**Task description:** In the material below, some lines carry "migrations". Copy each such line.

**Extracted entries:**
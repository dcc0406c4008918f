use chrono::Utc;
use sea_orm::{
    ActiveModelTrait, ColumnTrait, ConnectionTrait, EntityTrait, QueryFilter, QueryOrder, Set,
};
use uuid::Uuid;

use crate::entities::menu::{Entity as Menu, Model as MenuModel};
use crate::entities::order::{
    ActiveModel as OrderActiveModel, Column, Entity as Order, Model as OrderModel,
};
use crate::errors::AppError;

/// An order row joined with the menu it references.
pub type OrderWithMenu = (OrderModel, Option<MenuModel>);

#[derive(Debug, Clone, Copy, Default)]
pub struct OrderRepository;

impl OrderRepository {
    /// Create one line item
    pub async fn create<C>(
        &self,
        conn: &C,
        transaction_id: Uuid,
        menu_id: Uuid,
        quantity: i32,
    ) -> Result<OrderModel, AppError>
    where
        C: ConnectionTrait,
    {
        let now = Utc::now();
        OrderActiveModel {
            id: Set(Uuid::new_v4()),
            transaction_id: Set(transaction_id),
            menu_id: Set(menu_id),
            quantity: Set(quantity),
            created_at: Set(now),
            updated_at: Set(now),
            deleted_at: Set(None),
        }
        .insert(conn)
        .await
        .map_err(AppError::DatabaseError)
    }

    /// Line items of a transaction in insertion order
    pub async fn find_by_transaction_id<C>(
        &self,
        conn: &C,
        transaction_id: Uuid,
    ) -> Result<Vec<OrderModel>, AppError>
    where
        C: ConnectionTrait,
    {
        Order::find()
            .filter(Column::TransactionId.eq(transaction_id))
            .filter(Column::DeletedAt.is_null())
            .order_by_asc(Column::CreatedAt)
            .all(conn)
            .await
            .map_err(AppError::DatabaseError)
    }

    /// Line items of a transaction together with their menus
    pub async fn find_lines_by_transaction_id<C>(
        &self,
        conn: &C,
        transaction_id: Uuid,
    ) -> Result<Vec<OrderWithMenu>, AppError>
    where
        C: ConnectionTrait,
    {
        Order::find()
            .find_also_related(Menu)
            .filter(Column::TransactionId.eq(transaction_id))
            .filter(Column::DeletedAt.is_null())
            .order_by_asc(Column::CreatedAt)
            .all(conn)
            .await
            .map_err(AppError::DatabaseError)
    }
}
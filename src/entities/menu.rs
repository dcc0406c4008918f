use chrono::{DateTime, Utc};
use rust_decimal::Decimal;
use sea_orm::entity::prelude::*;
use serde::{Deserialize, Serialize};
use uuid::Uuid;

#[derive(Clone, Debug, PartialEq, Eq, DeriveEntityModel, Serialize, Deserialize)]
#[sea_orm(table_name = "menus")]
pub struct Model {
    #[sea_orm(primary_key, auto_increment = false)]
    pub id: Uuid,
    pub name: String,
    pub description: Option<String>,
    #[sea_orm(column_type = "Decimal(Some((16, 2)))")]
    pub price: Decimal,
    /// Minutes of kitchen time for one line of this menu.
    pub cooking_duration: i32,
    pub created_at: DateTime<Utc>,
    pub updated_at: DateTime<Utc>,
    pub deleted_at: Option<DateTime<Utc>>,
}

#[derive(Copy, Clone, Debug, EnumIter, DeriveRelation)]
pub enum Relation {
    #[sea_orm(has_many = "super::order::Entity")]
    Orders,
}

impl Related<super::order::Entity> for Entity {
    fn to() -> RelationDef {
        Relation::Orders.def()
    }
}

impl ActiveModelBehavior for ActiveModel {}
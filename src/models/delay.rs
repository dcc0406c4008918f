use chrono::{DateTime, Duration, Utc};

/// A transaction is delayed once cooking has started, it has not been served,
/// and more time than `expected` has passed since cooking started.
pub fn is_delayed(
    cooking_started_at: Option<DateTime<Utc>>,
    served_at: Option<DateTime<Utc>>,
    expected: Duration,
    now: DateTime<Utc>,
) -> bool {
    match (cooking_started_at, served_at) {
        (Some(started), None) => now.signed_duration_since(started) > expected,
        _ => false,
    }
}

/// Expected kitchen time for a transaction: the sum of its lines' cooking durations.
pub fn expected_cooking_time<I>(durations_in_minutes: I) -> Duration
where
    I: IntoIterator<Item = i32>,
{
    let minutes: i64 = durations_in_minutes
        .into_iter()
        .map(|minutes| i64::from(minutes.max(0)))
        .sum();
    Duration::minutes(minutes)
}

#[cfg(test)]
mod tests {
    use super::*;

    #[test]
    fn overdue_unserved_transaction_is_delayed() {
        let now = Utc::now();
        assert!(is_delayed(
            Some(now - Duration::minutes(30)),
            None,
            Duration::minutes(20),
            now
        ));
    }

    #[test]
    fn served_transaction_is_never_delayed() {
        let now = Utc::now();
        assert!(!is_delayed(
            Some(now - Duration::minutes(10)),
            Some(now - Duration::minutes(5)),
            Duration::minutes(1),
            now
        ));
    }

    #[test]
    fn uncooked_transaction_is_never_delayed() {
        assert!(!is_delayed(None, None, Duration::zero(), Utc::now()));
    }

    #[test]
    fn within_expected_time_is_not_delayed() {
        let now = Utc::now();
        assert!(!is_delayed(
            Some(now - Duration::minutes(20)),
            None,
            Duration::minutes(20),
            now
        ));
    }

    #[test]
    fn expected_time_sums_lines_and_ignores_negative_durations() {
        assert_eq!(expected_cooking_time([10, 5, -3]), Duration::minutes(15));
        assert_eq!(expected_cooking_time(Vec::new()), Duration::zero());
    }
}
use sea_orm_migration::prelude::*;

#[derive(DeriveMigrationName)]
pub struct Migration;

#[async_trait::async_trait]
impl MigrationTrait for Migration {
    async fn up(&self, manager: &SchemaManager) -> Result<(), DbErr> {
        // Staff resolve transactions by the printed queue code
        manager
            .create_index(
                Index::create()
                    .name("idx_transactions_queue_code")
                    .table(Transactions::Table)
                    .col(Transactions::QueueCode)
                    .to_owned(),
            )
            .await?;

        // Webhook reconciliation looks up by the gateway order id
        manager
            .create_index(
                Index::create()
                    .name("idx_transactions_payment_code")
                    .table(Transactions::Table)
                    .col(Transactions::PaymentCode)
                    .unique()
                    .to_owned(),
            )
            .await?;

        // Kitchen and waiter boards filter by status, oldest first
        manager
            .create_index(
                Index::create()
                    .name("idx_transactions_status_created")
                    .table(Transactions::Table)
                    .col(Transactions::OrderStatus)
                    .col(Transactions::CreatedAt)
                    .to_owned(),
            )
            .await?;

        manager
            .create_index(
                Index::create()
                    .name("idx_orders_transaction_id")
                    .table(Orders::Table)
                    .col(Orders::TransactionId)
                    .to_owned(),
            )
            .await
    }

    async fn down(&self, manager: &SchemaManager) -> Result<(), DbErr> {
        manager
            .drop_index(
                Index::drop()
                    .name("idx_orders_transaction_id")
                    .table(Orders::Table)
                    .to_owned(),
            )
            .await?;
        manager
            .drop_index(
                Index::drop()
                    .name("idx_transactions_status_created")
                    .table(Transactions::Table)
                    .to_owned(),
            )
            .await?;
        manager
            .drop_index(
                Index::drop()
                    .name("idx_transactions_payment_code")
                    .table(Transactions::Table)
                    .to_owned(),
            )
            .await?;
        manager
            .drop_index(
                Index::drop()
                    .name("idx_transactions_queue_code")
                    .table(Transactions::Table)
                    .to_owned(),
            )
            .await
    }
}

#[derive(DeriveIden)]
enum Transactions {
    Table,
    QueueCode,
    PaymentCode,
    OrderStatus,
    CreatedAt,
}

#[derive(DeriveIden)]
enum Orders {
    Table,
    TransactionId,
}
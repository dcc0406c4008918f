use config::{Config, ConfigError, Environment, File};
use serde::Deserialize;
use std::env;
use std::path::Path;
use thiserror::Error;
use tracing::{error, info};
use validator::{Validate, ValidationError, ValidationErrors};

/// Default values for configuration
const DEFAULT_LOG_LEVEL: &str = "info";
const DEFAULT_ENV: &str = "development";
const CONFIG_DIR: &str = "config";
const DEFAULT_PAYMENT_GATEWAY_URL: &str = "https://app.sandbox.midtrans.com/snap/v1/transactions";

/// Application configuration structure with validation
#[derive(Clone, Debug, Deserialize, Validate)]
#[serde(deny_unknown_fields)]
pub struct AppConfig {
    /// Database connection URL
    pub database_url: String,

    /// Application environment
    pub environment: String,

    /// Logging level
    #[serde(default = "default_log_level")]
    #[validate(custom = "validate_log_level")]
    pub log_level: String,

    /// Log in JSON format (structured logging)
    #[serde(default)]
    pub log_json: bool,

    /// Whether to run database migrations on startup
    #[serde(default)]
    pub auto_migrate: bool,

    /// DB pool: max connections
    #[serde(default = "default_db_max_connections")]
    #[validate(range(min = 1))]
    pub db_max_connections: u32,

    /// DB pool: min connections
    #[serde(default = "default_db_min_connections")]
    pub db_min_connections: u32,

    /// DB timeouts (seconds)
    #[serde(default = "default_db_connect_timeout_secs")]
    pub db_connect_timeout_secs: u64,
    #[serde(default = "default_db_idle_timeout_secs")]
    pub db_idle_timeout_secs: u64,
    #[serde(default = "default_db_acquire_timeout_secs")]
    pub db_acquire_timeout_secs: u64,

    /// Payment gateway server key. Signs webhook notifications and
    /// authenticates payment link requests.
    #[serde(default)]
    pub payment_server_key: String,

    /// Endpoint that issues payment redirect links
    #[serde(default = "default_payment_gateway_url")]
    #[validate(url)]
    pub payment_gateway_url: String,

    /// Outbound payment gateway request timeout (seconds)
    #[serde(default = "default_payment_timeout_secs")]
    #[validate(range(min = 1, max = 120))]
    pub payment_timeout_secs: u64,

    /// Default page size for paginated transaction listings
    #[serde(default = "default_page_size")]
    #[validate(range(min = 1))]
    pub default_page_size: u64,

    /// Maximum page size allowed for paginated transaction listings
    #[serde(default = "default_max_page_size")]
    #[validate(range(min = 1, max = 1000))]
    pub max_page_size: u64,

    /// Event channel capacity for async event processing
    #[serde(default = "default_event_channel_capacity")]
    #[validate(range(min = 1))]
    pub event_channel_capacity: usize,
}

impl AppConfig {
    /// Creates a configuration with defaults for everything but the store and environment
    pub fn new(database_url: String, environment: String) -> Self {
        Self {
            database_url,
            environment,
            log_level: default_log_level(),
            log_json: false,
            auto_migrate: false,
            db_max_connections: default_db_max_connections(),
            db_min_connections: default_db_min_connections(),
            db_connect_timeout_secs: default_db_connect_timeout_secs(),
            db_idle_timeout_secs: default_db_idle_timeout_secs(),
            db_acquire_timeout_secs: default_db_acquire_timeout_secs(),
            payment_server_key: String::new(),
            payment_gateway_url: default_payment_gateway_url(),
            payment_timeout_secs: default_payment_timeout_secs(),
            default_page_size: default_page_size(),
            max_page_size: default_max_page_size(),
            event_channel_capacity: default_event_channel_capacity(),
        }
    }

    /// Gets database URL reference
    pub fn database_url(&self) -> &str {
        &self.database_url
    }

    /// Gets log level reference
    pub fn log_level(&self) -> &str {
        &self.log_level
    }

    /// Checks if running in development environment
    pub fn is_development(&self) -> bool {
        self.environment.eq_ignore_ascii_case("development")
    }

    pub fn payment_timeout(&self) -> std::time::Duration {
        std::time::Duration::from_secs(self.payment_timeout_secs)
    }

    fn validate_additional_constraints(&self) -> Result<(), ValidationErrors> {
        let mut errors = ValidationErrors::new();

        if !self.is_development() && self.payment_server_key.trim().is_empty() {
            let mut err = ValidationError::new("payment_server_key_required");
            err.message = Some(
                "Set APP__PAYMENT_SERVER_KEY outside development; webhook signatures cannot be verified without it"
                    .into(),
            );
            errors.add("payment_server_key", err);
        }

        if self.default_page_size > self.max_page_size {
            let mut err = ValidationError::new("default_page_size");
            err.message = Some("default_page_size must not exceed max_page_size".into());
            errors.add("default_page_size", err);
        }

        if self.db_min_connections > self.db_max_connections {
            let mut err = ValidationError::new("db_min_connections");
            err.message = Some("db_min_connections must not exceed db_max_connections".into());
            errors.add("db_min_connections", err);
        }

        if errors.errors().is_empty() {
            Ok(())
        } else {
            Err(errors)
        }
    }
}

/// Configuration loading errors
#[derive(Debug, Error)]
pub enum AppConfigError {
    #[error("Configuration loading failed: {0}")]
    Load(#[from] ConfigError),

    #[error("Configuration validation failed: {0}")]
    Validation(#[from] validator::ValidationErrors),
}

/// Default value functions
fn default_log_level() -> String {
    DEFAULT_LOG_LEVEL.to_string()
}

fn default_db_max_connections() -> u32 {
    16
}
fn default_db_min_connections() -> u32 {
    2
}
fn default_db_connect_timeout_secs() -> u64 {
    30
}
fn default_db_idle_timeout_secs() -> u64 {
    600
}
fn default_db_acquire_timeout_secs() -> u64 {
    8
}

fn default_payment_gateway_url() -> String {
    DEFAULT_PAYMENT_GATEWAY_URL.to_string()
}

fn default_payment_timeout_secs() -> u64 {
    10
}

fn default_page_size() -> u64 {
    20
}

fn default_max_page_size() -> u64 {
    100
}

fn default_event_channel_capacity() -> usize {
    1024
}

/// Validates log level values
fn validate_log_level(level: &str) -> Result<(), ValidationError> {
    let valid_levels = ["trace", "debug", "info", "warn", "error"];
    if valid_levels.contains(&level.to_lowercase().as_str()) {
        Ok(())
    } else {
        let mut err = ValidationError::new("log_level");
        err.message = Some("Must be one of: trace, debug, info, warn, error".into());
        Err(err)
    }
}

/// Initializes tracing using the provided log level as the default filter
pub fn init_tracing(level: &str, json: bool) {
    use tracing_subscriber::{fmt, EnvFilter};

    let default_directive = format!("dinein_api={},sea_orm=warn", level);
    let filter_directive = env::var("RUST_LOG")
        .ok()
        .filter(|s| !s.trim().is_empty())
        .unwrap_or(default_directive);

    if json {
        let _ = fmt()
            .with_env_filter(EnvFilter::new(filter_directive))
            .json()
            .try_init();
    } else {
        let _ = fmt()
            .with_env_filter(EnvFilter::new(filter_directive))
            .try_init();
    }
}

/// Loads application configuration
///
/// Layers configuration sources in this order:
/// 1. Built-in defaults
/// 2. Default config (config/default.toml)
/// 3. Environment-specific config (config/{env}.toml)
/// 4. Environment variables (APP__*)
pub fn load_config() -> Result<AppConfig, AppConfigError> {
    // Support both RUN_ENV and APP_ENV for selecting config profile
    let run_env = env::var("RUN_ENV")
        .or_else(|_| env::var("APP_ENV"))
        .unwrap_or_else(|_| DEFAULT_ENV.to_string());
    info!("Loading configuration for environment: {}", run_env);

    if !Path::new(CONFIG_DIR).exists() {
        info!(
            "Config directory '{}' not found; relying on built-in defaults and environment variables",
            CONFIG_DIR
        );
    }

    let config = Config::builder()
        .set_default("database_url", "sqlite://dinein.db?mode=rwc")?
        .set_default("environment", run_env.as_str())?
        .set_default("log_level", DEFAULT_LOG_LEVEL)?
        .set_default("log_json", false)?
        .add_source(File::with_name(&format!("{}/default", CONFIG_DIR)).required(false))
        .add_source(File::with_name(&format!("{}/{}", CONFIG_DIR, run_env)).required(false))
        .add_source(Environment::with_prefix("APP").separator("__"))
        .build()?;

    let app_config: AppConfig = config.try_deserialize()?;

    app_config.validate().map_err(|e| {
        error!("Configuration validation failed: {:?}", e);
        AppConfigError::Validation(e)
    })?;

    app_config.validate_additional_constraints().map_err(|e| {
        error!("Configuration security validation failed: {:?}", e);
        AppConfigError::Validation(e)
    })?;

    info!("Configuration loaded successfully");
    Ok(app_config)
}
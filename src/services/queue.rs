use sea_orm::ConnectionTrait;
use tracing::{debug, warn};
use uuid::Uuid;

use crate::errors::ServiceError;
use crate::models::QueueCode;
use crate::repositories::TransactionRepository;

/// Advisory lock key that serializes queue code issuance across processes.
pub const QUEUE_ISSUANCE_LOCK_KEY: i64 = 0x5155_4555_4531; // "QUEUE1"

/// The code that follows `latest`. An absent or unparseable predecessor
/// restarts the sequence at `Q0001`.
pub fn next_queue_code(latest: Option<&str>) -> QueueCode {
    let previous = match latest {
        Some(raw) => QueueCode::parse(raw).unwrap_or_else(|_| {
            warn!(latest = raw, "Latest queue code is malformed; restarting sequence");
            QueueCode::zero()
        }),
        None => QueueCode::zero(),
    };
    previous.next()
}

/// Computes the queue code for `transaction_id` from the latest issued one.
///
/// Callers must hold the issuance guard; two concurrent calls otherwise read
/// the same predecessor.
pub async fn generate_queue_code<C>(
    repository: &TransactionRepository,
    conn: &C,
    transaction_id: Uuid,
) -> Result<QueueCode, ServiceError>
where
    C: ConnectionTrait,
{
    let latest = repository.latest_queue_code(conn, transaction_id).await?;
    let code = next_queue_code(latest.as_deref());
    debug!(%transaction_id, previous = ?latest, queue_code = %code, "Generated queue code");
    Ok(code)
}
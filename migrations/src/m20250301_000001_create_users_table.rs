use sea_orm_migration::prelude::*;

#[derive(DeriveMigrationName)]
pub struct Migration;

#[async_trait::async_trait]
impl MigrationTrait for Migration {
    async fn up(&self, manager: &SchemaManager) -> Result<(), DbErr> {
        manager
            .create_table(
                Table::create()
                    .table(Users::Table)
                    .if_not_exists()
                    .col(ColumnDef::new(Users::Id).uuid().primary_key().not_null())
                    .col(ColumnDef::new(Users::Name).string().not_null())
                    .col(ColumnDef::new(Users::Email).string().not_null().unique_key())
                    .col(
                        ColumnDef::new(Users::CreatedAt)
                            .timestamp_with_time_zone()
                            .not_null(),
                    )
                    .col(
                        ColumnDef::new(Users::UpdatedAt)
                            .timestamp_with_time_zone()
                            .not_null(),
                    )
                    .col(ColumnDef::new(Users::DeletedAt).timestamp_with_time_zone().null())
                    .to_owned(),
            )
            .await
    }

    async fn down(&self, manager: &SchemaManager) -> Result<(), DbErr> {
        manager
            .drop_table(Table::drop().table(Users::Table).to_owned())
            .await
    }
}

#[derive(DeriveIden)]
pub enum Users {
    Table,
    Id,
    Name,
    Email,
    CreatedAt,
    UpdatedAt,
    DeletedAt,
}
use sea_orm_migration::prelude::*;

#[derive(DeriveMigrationName)]
pub struct Migration;

#[async_trait::async_trait]
impl MigrationTrait for Migration {
    async fn up(&self, manager: &SchemaManager) -> Result<(), DbErr> {
        manager
            .create_table(
                Table::create()
                    .table(RestaurantTables::Table)
                    .if_not_exists()
                    .col(
                        ColumnDef::new(RestaurantTables::Id)
                            .uuid()
                            .primary_key()
                            .not_null(),
                    )
                    .col(ColumnDef::new(RestaurantTables::Name).string().not_null())
                    .col(
                        ColumnDef::new(RestaurantTables::Capacity)
                            .integer()
                            .not_null()
                            .default(4),
                    )
                    .col(
                        ColumnDef::new(RestaurantTables::CreatedAt)
                            .timestamp_with_time_zone()
                            .not_null(),
                    )
                    .col(
                        ColumnDef::new(RestaurantTables::UpdatedAt)
                            .timestamp_with_time_zone()
                            .not_null(),
                    )
                    .col(
                        ColumnDef::new(RestaurantTables::DeletedAt)
                            .timestamp_with_time_zone()
                            .null(),
                    )
                    .to_owned(),
            )
            .await
    }

    async fn down(&self, manager: &SchemaManager) -> Result<(), DbErr> {
        manager
            .drop_table(Table::drop().table(RestaurantTables::Table).to_owned())
            .await
    }
}

#[derive(DeriveIden)]
pub enum RestaurantTables {
    Table,
    Id,
    Name,
    Capacity,
    CreatedAt,
    UpdatedAt,
    DeletedAt,
}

**Your response:**
    /// Whether to run database migrations on startup
filename migrations/src/m20250301_000001_create_users_table.rs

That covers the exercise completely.